▶ [Goal of the exercise]: Make an exact copy of the entries that come next.

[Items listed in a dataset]
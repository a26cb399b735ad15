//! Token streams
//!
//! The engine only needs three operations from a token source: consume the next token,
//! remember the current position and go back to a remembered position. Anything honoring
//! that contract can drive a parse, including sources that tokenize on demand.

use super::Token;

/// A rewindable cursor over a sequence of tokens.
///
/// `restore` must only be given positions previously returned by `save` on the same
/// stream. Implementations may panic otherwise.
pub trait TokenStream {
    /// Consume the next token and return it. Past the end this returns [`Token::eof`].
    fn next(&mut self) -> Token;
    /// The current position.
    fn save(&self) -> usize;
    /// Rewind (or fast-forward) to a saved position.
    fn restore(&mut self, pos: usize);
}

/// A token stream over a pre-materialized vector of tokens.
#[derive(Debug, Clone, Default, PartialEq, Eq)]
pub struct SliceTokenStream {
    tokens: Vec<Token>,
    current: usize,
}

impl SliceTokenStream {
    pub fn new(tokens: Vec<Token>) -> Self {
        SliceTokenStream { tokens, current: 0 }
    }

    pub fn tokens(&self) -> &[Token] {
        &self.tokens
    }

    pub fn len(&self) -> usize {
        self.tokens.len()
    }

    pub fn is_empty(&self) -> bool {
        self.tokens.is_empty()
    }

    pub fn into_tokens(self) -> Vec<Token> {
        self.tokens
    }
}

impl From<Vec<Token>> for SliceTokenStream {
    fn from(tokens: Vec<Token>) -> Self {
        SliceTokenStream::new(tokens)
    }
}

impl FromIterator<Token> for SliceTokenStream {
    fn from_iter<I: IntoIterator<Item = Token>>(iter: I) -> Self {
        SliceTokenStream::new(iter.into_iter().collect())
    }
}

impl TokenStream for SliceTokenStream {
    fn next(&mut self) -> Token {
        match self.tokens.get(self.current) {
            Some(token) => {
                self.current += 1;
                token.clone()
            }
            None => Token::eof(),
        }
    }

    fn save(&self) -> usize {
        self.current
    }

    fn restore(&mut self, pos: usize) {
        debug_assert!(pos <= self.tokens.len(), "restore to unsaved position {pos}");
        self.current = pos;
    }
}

▶ [Exercise output]:
repository a26cb399b735ad15
//! Token streams
//!
//! The engine only needs three operations from a token source: consume the next token,
//! remember the current position and go back to a remembered position. Anything honoring
//! that contract can drive a parse, including sources that tokenize on demand.

use super::Token;

/// A rewindable cursor over a sequence of tokens.
///
/// `restore` must only be given positions previously returned by `save` on the same
/// stream. Implementations may panic otherwise.
pub trait TokenStream {
    /// Consume the next token and return it. Past the end this returns [`Token::eof`].
    fn next(&mut self) -> Token;
    /// The current position.
    fn save(&self) -> usize;
    /// Rewind (or fast-forward) to a saved position.
    fn restore(&mut self, pos: usize);
}

/// A token stream over a pre-materialized vector of tokens.
#[derive(Debug, Clone, Default, PartialEq, Eq)]
pub struct SliceTokenStream {
    tokens: Vec<Token>,
    current: usize,
}

impl SliceTokenStream {
    pub fn new(tokens: Vec<Token>) -> Self {
        SliceTokenStream { tokens, current: 0 }
    }

    pub fn tokens(&self) -> &[Token] {
        &self.tokens
    }

    pub fn len(&self) -> usize {
        self.tokens.len()
    }

    pub fn is_empty(&self) -> bool {
        self.tokens.is_empty()
    }

    pub fn into_tokens(self) -> Vec<Token> {
        self.tokens
    }
}

impl From<Vec<Token>> for SliceTokenStream {
    fn from(tokens: Vec<Token>) -> Self {
        SliceTokenStream::new(tokens)
    }
}

impl FromIterator<Token> for SliceTokenStream {
    fn from_iter<I: IntoIterator<Item = Token>>(iter: I) -> Self {
        SliceTokenStream::new(iter.into_iter().collect())
    }
}

impl TokenStream for SliceTokenStream {
    fn next(&mut self) -> Token {
        match self.tokens.get(self.current) {
            Some(token) => {
                self.current += 1;
                token.clone()
            }
            None => Token::eof(),
        }
    }

    fn save(&self) -> usize {
        self.current
    }

    fn restore(&mut self, pos: usize) {
        debug_assert!(pos <= self.tokens.len(), "restore to unsaved position {pos}");
        self.current = pos;
    }
}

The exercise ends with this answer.